Spontanea e ben augurante a volte , implorante e protettrice altre , per i morti e per i vivi soprattutto per la salute e per il raccolto. Tutto sommato per le stesse cose mutate nella forma che ancora animano il percorso della fede. Allora una diversa partecipazione, una coralità di presenze una puntualità nell'osservanza una cura per la forma che altro certo non era che devozione e rispetto per il Sacro.
Non solo dunque i templi cittadini, luoghi per definizione e rango deputati alla celebrazione e alla fastosa magnificenza dei Sacramenti, strutturati i primi in una precisa gerarchia dettata dalla loro stessa localizzazione , ma conviveva spesso in concorrenza con essi anche il Santuario, vocato al pellegrinaggio a specialissime implorazioni e al ringraziamento votivo come ben testimonia ancora la ridondanza degli ex voto presenti a S. Valentino,
e per il nostro territorio una presenza tanto antica quanto la storia di questa terra,la chiesetta di S, Pietro aperta al culto nel giorno della dedicazione , nella settimana Santa per il rito delle “Rogazioni” e nell'eccezionalità di qualche matrimonio.
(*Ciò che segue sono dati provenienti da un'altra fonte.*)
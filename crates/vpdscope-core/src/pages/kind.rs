use super::layout;

/// Meaning of page 0xb0 for the responding device type.
#[derive(Debug, Clone, Copy, PartialEq, Eq)]
pub enum LimitsPage {
    BlockLimits,
    SequentialAccessCapabilities,
    OsdInformation,
    Other(u8),
}

/// Meaning of page 0xb1 for the responding device type.
#[derive(Debug, Clone, Copy, PartialEq, Eq)]
pub enum CharacteristicsPage {
    BlockDeviceCharacteristics,
    ManufacturerSerialNumber,
    SecurityToken,
    AdcManufacturerSerialNumber,
    Other(u8),
}

/// Standard page decoders, selected by page code and, for the two
/// overloaded codes only, by peripheral device type.
#[derive(Debug, Clone, Copy, PartialEq, Eq)]
pub enum PageKind {
    SupportedPages,
    UnitSerialNumber,
    DeviceIdentification,
    SoftwareInterfaceIdentification,
    ManagementNetworkAddresses,
    ExtendedInquiry,
    ModePagePolicy,
    ScsiPorts,
    AtaInformation,
    ProtocolSpecificLogicalUnit,
    ProtocolSpecificPort,
    Limits(LimitsPage),
    Characteristics(CharacteristicsPage),
}

impl PageKind {
    /// `None` means no standard decoder exists for the page.
    ///
    /// # Examples
    /// ```
    /// use vpdscope_core::pages::{LimitsPage, PageKind};
    ///
    /// assert_eq!(PageKind::resolve(0xb0, 0x01), Some(PageKind::Limits(LimitsPage::SequentialAccessCapabilities)));
    /// assert_eq!(PageKind::resolve(0xc0, 0x00), None);
    /// ```
    pub fn resolve(page_code: u8, pdt: u8) -> Option<Self> {
        let kind = match page_code {
            layout::SUPPORTED_VPD_PAGES => PageKind::SupportedPages,
            layout::UNIT_SERIAL_NUMBER => PageKind::UnitSerialNumber,
            layout::DEVICE_IDENTIFICATION => PageKind::DeviceIdentification,
            layout::SOFTWARE_INTERFACE_IDENTIFICATION => PageKind::SoftwareInterfaceIdentification,
            layout::MANAGEMENT_NETWORK_ADDRESSES => PageKind::ManagementNetworkAddresses,
            layout::EXTENDED_INQUIRY => PageKind::ExtendedInquiry,
            layout::MODE_PAGE_POLICY => PageKind::ModePagePolicy,
            layout::SCSI_PORTS => PageKind::ScsiPorts,
            layout::ATA_INFORMATION => PageKind::AtaInformation,
            layout::PROTOCOL_SPECIFIC_LU => PageKind::ProtocolSpecificLogicalUnit,
            layout::PROTOCOL_SPECIFIC_PORT => PageKind::ProtocolSpecificPort,
            layout::DEVICE_CLASS_B0 => PageKind::Limits(match pdt {
                layout::PDT_DISK | layout::PDT_WORM | layout::PDT_OPTICAL => LimitsPage::BlockLimits,
                layout::PDT_TAPE | layout::PDT_CHANGER => LimitsPage::SequentialAccessCapabilities,
                layout::PDT_OSD => LimitsPage::OsdInformation,
                other => LimitsPage::Other(other),
            }),
            layout::DEVICE_CLASS_B1 => PageKind::Characteristics(match pdt {
                layout::PDT_DISK | layout::PDT_WORM | layout::PDT_OPTICAL => {
                    CharacteristicsPage::BlockDeviceCharacteristics
                }
                layout::PDT_TAPE | layout::PDT_CHANGER => CharacteristicsPage::ManufacturerSerialNumber,
                layout::PDT_OSD => CharacteristicsPage::SecurityToken,
                layout::PDT_ADC => CharacteristicsPage::AdcManufacturerSerialNumber,
                other => CharacteristicsPage::Other(other),
            }),
            _ => return None,
        };
        Some(kind)
    }

    pub fn title(self) -> String {
        let title = match self {
            PageKind::SupportedPages => "Supported VPD pages VPD page",
            PageKind::UnitSerialNumber => "Unit serial number VPD page",
            PageKind::DeviceIdentification => "Device Identification VPD page",
            PageKind::SoftwareInterfaceIdentification => "Software interface identification VPD page",
            PageKind::ManagementNetworkAddresses => "Management network addresses VPD page",
            PageKind::ExtendedInquiry => "extended INQUIRY data VPD page",
            PageKind::ModePagePolicy => "Mode page VPD policy",
            PageKind::ScsiPorts => "SCSI Ports VPD page",
            PageKind::AtaInformation => "ATA information VPD page",
            PageKind::ProtocolSpecificLogicalUnit => "Protocol-specific logical unit information",
            PageKind::ProtocolSpecificPort => "Protocol-specific port information",
            PageKind::Limits(LimitsPage::BlockLimits) => "Block limits VPD page (SBC)",
            PageKind::Limits(LimitsPage::SequentialAccessCapabilities) => {
                "Sequential access device capabilities VPD page (SSC)"
            }
            PageKind::Limits(LimitsPage::OsdInformation) => "OSD information VPD page (OSD)",
            PageKind::Limits(LimitsPage::Other(pdt)) => {
                return format!("VPD page=0x{:x}, pdt=0x{pdt:x}", layout::DEVICE_CLASS_B0);
            }
            PageKind::Characteristics(CharacteristicsPage::BlockDeviceCharacteristics) => {
                "Block device characteristics VPD page (SBC)"
            }
            PageKind::Characteristics(CharacteristicsPage::ManufacturerSerialNumber) => {
                "Manufactured assigned serial number VPD page (SSC)"
            }
            PageKind::Characteristics(CharacteristicsPage::SecurityToken) => "Security token VPD page (OSD)",
            PageKind::Characteristics(CharacteristicsPage::AdcManufacturerSerialNumber) => {
                "Manufactured assigned serial number VPD page (ADC)"
            }
            PageKind::Characteristics(CharacteristicsPage::Other(pdt)) => {
                return format!("VPD page=0x{:x}, pdt=0x{pdt:x}", layout::DEVICE_CLASS_B1);
            }
        };
        title.to_string()
    }
}

/// Allocation length for the first fetch of `page_code`.
pub fn default_alloc_len(page_code: u8) -> u16 {
    match page_code {
        layout::ATA_INFORMATION => layout::ATA_INFORMATION_ALLOC_LEN,
        _ => layout::DEFAULT_ALLOC_LEN,
    }
}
Ben sei erano i luoghi di culto consacrati al rito dell'Eucarestia, La Parrocchiale dedicata a S. Maria Assunta, S. Giovanni Evangelista, la Chiesa dei Frati Cappuccini, S. Giovanni Nepomuceno (S. Giovannino ora sede della Società Musicale), S. Pietro in Bosco e il Santuario di S. Valentino.
Altri luoghi sacri affidati alla cura e alla devozione popolare erano rappresentati dai capitelli e dalla Cappellette votive; numerosi i primi quasi sempre ubicati nel primissimo circondario della città sulle strade che portavano alle campagne, addossati ai muretti a guardia dei crocicchi per servire contemporaneamente molte realtà lavorative. Segni di un'arte povera (con qualche eccezione come vedremo per il Capitello delle Madonne) con una decorazione semplice ma sincera , quasi un “ affidavit” del contadino e dell'artigiano ai Santi Protettori delle Arti e dei Mestieri, ai Patroni del buon raccolto e della salubrità degli armenti, ai propiziatori della meteorologia.
Ecco prevalere, quasi sempre raffigurati ai piedi della Vergine in Trono, le figure di S. Antonio, S. Sebastiano, S. Biagio, da questi il detto: “Il Barbato, il Frecciato, il Mitrato, il freddo se nè andato" alludendo nel barbato a S. Antonio Abate festeggiato il 17 gennaio, a S. Sebastiano per il frecciato e a S. Biagio per il Mitrato la cui memoria cade il 3 febbraio, quando se l'inverno non è particolarmente rigido l'aria comincia ad intiepidirsi soprattutto nei paesi del Sud.
E poi i Santi Guerrieri, S. Valentino e S. Giorgio in primis, qualche S. Fabiano e S. Vigilio, ma anche altri, particolari, avulsi dalla tradizione locale quali i Martiri Anauniensi: Alessandro, Sisinio e Martirio raffigurati in un bella icona nel capitello denominato di S. Antonio posto a guardia della Gola dei Fusi alla confluenza tra le strade per Passo Buole e S. Valentino.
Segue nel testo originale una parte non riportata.